16/03/2017 às 08h17min - Atualizada em 16/03/2017 às 08h17min

Lista e confusão

Brasília começou fervendo essa semana e deve terminar em um caldeirão. Durante toda a semana a expectativa da divulgação da temida “lista de Janot” foi equivalente a que se espera na divulgação de convocados para a seleção brasileira antes da Copa do Mundo.  O Procurador Geral da República, Rodrigo Janot, apresentou uma lista com 83 nomes de políticos e articuladores que deverão ser investigados por inúmeros crimes, e deve sacudir o jogo político não só na capital, mas por todo o País.

Entre os nomes citados na lista estão ministros de primeiro escalão do atual governo, os presidentes da Câmara e do Senado, caciques políticos de vários partidos, ex-governadores como Aécio Neves (MG) e Geraldo Alckmin (SP) e ex-presidentes como Lula e Dilma.

Enquanto essa convocação ingrata do PGR faz com que atores políticos que estão no Planalto Central se organizem na defesa, os trabalhadores de todo o País se organizam para o ataque. Em pelo menos 18 capitais e em Brasília houve manifestação por parte de professores, trabalhadores do transporte público e inúmeras outras classes, que reivindicam a não tramitação das polêmicas reformas trabalhistas e da previdência. O coração do poder ficou tomado de manifestantes que, também, invadiram o Ministério da Fazenda em prol de garantias de direito de trabalho e aposentadoria dignos.

Caixa “dooois”

A classe política residente no Congresso Nacional está empenhada em desvirtuar as leis e enfiar goela abaixo um projeto, dentro da reforma política, que poderia deixar de ser crime o “caixa 2”. Essa é a prática adotada por políticos para investir em campanhas, que hoje é passível de prisão e perda de mandato.
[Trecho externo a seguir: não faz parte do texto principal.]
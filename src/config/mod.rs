pub mod core;
pub mod rendering;

pub use self::core::{AppConfig, ContextConfig, WindowConfig};
pub use self::rendering::{InputConfig, RenderConfig, ShaderConfig};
Tem muito político que acha que receber, digamos R$ 1 milhão, não registrados oficialmente, que seriam direcionados para financiamento da campanha, mas que por ventura quis comprar vinhos importados e viagem, não seria crime. Esse é o entendimento da corja.

Dois deputados

Enquanto o jogo da política se acirra pelos corredores do Congresso, do Palácio do Planalto e Ministérios, nossos prezados deputados federais, que representam a região, andam fazendo sua política de fundo de quintal. Foi uma semana de entregas de veículos. O deputado Tenente Lúcio (PSB) entregou carros para conselhos tutelares, em Araguari. Já Weliton Prado (PMB) participou de entregas de viaturas da PM em Ituiutaba e ambulâncias em Nova Ponte. E o Triângulo Mineiro segue sem representatividade política no cenário nacional.

 

Tiago Pegon, uberlandense, residente em Brasília há 7 anos,  jornalista há 9 anos, MBA em Marketing Político, trabalhou como repórter político e assessor de comunicação parlamentar.